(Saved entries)
━━━
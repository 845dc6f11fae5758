//! External item sources consumed by the notification subsystem.
//!
//! Two read paths feed the deadline poller: the task query (deadline-bearing
//! items for the current user) and the AI-derived task query (batches with
//! nested items that may carry deadlines). A third surface, [`ChatApi`],
//! serves the unread aggregator. All three are traits so tests inject fakes
//! and the poller never knows it is talking HTTP.
//!
//! The task list endpoint is served in several envelope shapes depending on
//! backend version: a bare array, `{"tasks": [...]}` or `{"data": [...]}`.
//! All are accepted.

use std::collections::HashMap;

use async_trait::async_trait;
use chrono::{DateTime, Utc};
use serde::Deserialize;
use serde_json::Value;

use crate::error::{NotifyError, Result};

/// A deadline-bearing task as returned by the task query.
#[derive(Debug, Clone, Deserialize)]
pub struct TaskItem {
    pub id: String,
    pub title: String,
    #[serde(default)]
    pub deadline: Option<DateTime<Utc>>,
    #[serde(default)]
    pub completed: bool,
    #[serde(default)]
    pub in_trash: bool,
}

impl TaskItem {
    /// Whether this task is still eligible for deadline alerts.
    pub fn is_active(&self) -> bool {
        !self.completed && !self.in_trash
    }
}

/// A batch of AI-derived tasks (one transcription/processing run).
#[derive(Debug, Clone, Deserialize)]
pub struct AiTaskBatch {
    pub id: String,
    #[serde(default)]
    pub items: Vec<AiTaskItem>,
}

/// One AI-derived task. The deadline arrives as a raw string and is parsed
/// per item so one malformed date cannot abort the batch.
#[derive(Debug, Clone, Deserialize)]
pub struct AiTaskItem {
    pub title: String,
    #[serde(default)]
    pub deadline: Option<String>,
}

/// Source of deadline-bearing items for the poller.
#[async_trait]
pub trait TaskSource: Send + Sync {
    /// Active tasks with a deadline inside `[from, to]`.
    async fn deadline_tasks(
        &self,
        from: DateTime<Utc>,
        to: DateTime<Utc>,
    ) -> Result<Vec<TaskItem>>;

    /// Active AI-derived task batches for the user.
    async fn derived_batches(&self, user_email: &str) -> Result<Vec<AiTaskBatch>>;
}

/// Chat read-state surface for the unread aggregator.
#[async_trait]
pub trait ChatApi: Send + Sync {
    /// Authoritative unread counts per conversation id.
    async fn unread_counts(&self, user_email: &str) -> Result<HashMap<String, u32>>;

    /// Tell the server a conversation was read.
    async fn mark_chat_read(&self, chat_id: &str, user_email: &str) -> Result<()>;
}

/// REST-backed task source.
pub struct RestTaskSource {
    client: reqwest::Client,
    base_url: String,
}

impl RestTaskSource {
    /// Create a source against the given API base URL.
    pub fn new(base_url: impl Into<String>) -> Self {
        Self::with_client(reqwest::Client::new(), base_url)
    }

    /// Create a source with a shared HTTP client.
    pub fn with_client(client: reqwest::Client, base_url: impl Into<String>) -> Self {
        Self {
            client,
            base_url: base_url.into(),
        }
    }
}

#[async_trait]
impl TaskSource for RestTaskSource {
    async fn deadline_tasks(
        &self,
        from: DateTime<Utc>,
        to: DateTime<Utc>,
    ) -> Result<Vec<TaskItem>> {
        let url = format!("{}/api/tasks", self.base_url);
        let value: Value = self
            .client
            .get(&url)
            .query(&[
                ("view", "active".to_string()),
                ("deadline_start", from.to_rfc3339()),
                ("deadline_end", to.to_rfc3339()),
            ])
            .send()
            .await?
            .error_for_status()?
            .json()
            .await?;

        tasks_from_envelope(value)
    }

    async fn derived_batches(&self, user_email: &str) -> Result<Vec<AiTaskBatch>> {
        let url = format!("{}/api/ai-tasks", self.base_url);
        let batches = self
            .client
            .get(&url)
            .query(&[("user_email", user_email), ("view", "active")])
            .send()
            .await?
            .error_for_status()?
            .json()
            .await?;

        Ok(batches)
    }
}

/// Accept the task list in any of its known envelope shapes.
fn tasks_from_envelope(value: Value) -> Result<Vec<TaskItem>> {
    let list = if value.is_array() {
        value
    } else if let Some(tasks) = value.get("tasks").filter(|v| v.is_array()) {
        tasks.clone()
    } else if let Some(data) = value.get("data").filter(|v| v.is_array()) {
        data.clone()
    } else {
        return Err(NotifyError::UnexpectedPayload {
            context: "task list".into(),
        });
    };

    Ok(serde_json::from_value(list)?)
}

/// REST-backed chat read-state API.
pub struct RestChatApi {
    client: reqwest::Client,
    base_url: String,
}

impl RestChatApi {
    /// Create an API client against the given base URL.
    pub fn new(base_url: impl Into<String>) -> Self {
        Self::with_client(reqwest::Client::new(), base_url)
    }

    /// Create an API client with a shared HTTP client.
    pub fn with_client(client: reqwest::Client, base_url: impl Into<String>) -> Self {
        Self {
            client,
            base_url: base_url.into(),
        }
    }
}

#[async_trait]
impl ChatApi for RestChatApi {
    async fn unread_counts(&self, user_email: &str) -> Result<HashMap<String, u32>> {
        let url = format!("{}/api/chat/unread", self.base_url);
        let counts = self
            .client
            .get(&url)
            .query(&[("user_email", user_email)])
            .send()
            .await?
            .error_for_status()?
            .json()
            .await?;

        Ok(counts)
    }

    async fn mark_chat_read(&self, chat_id: &str, user_email: &str) -> Result<()> {
        let url = format!("{}/api/chat/rooms/{chat_id}/read", self.base_url);
        self.client
            .patch(&url)
            .json(&serde_json::json!({ "user_email": user_email }))
            .send()
            .await?
            .error_for_status()?;

        Ok(())
    }
}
━━━
What you have to do -
Each line in the records above with "Some" must be returned.

Solution to this problem -
    } else if let Some(tasks) = value.get("tasks").filter(|v| v.is_array()) {
    } else if let Some(data) = value.get("data").filter(|v| v.is_array()) {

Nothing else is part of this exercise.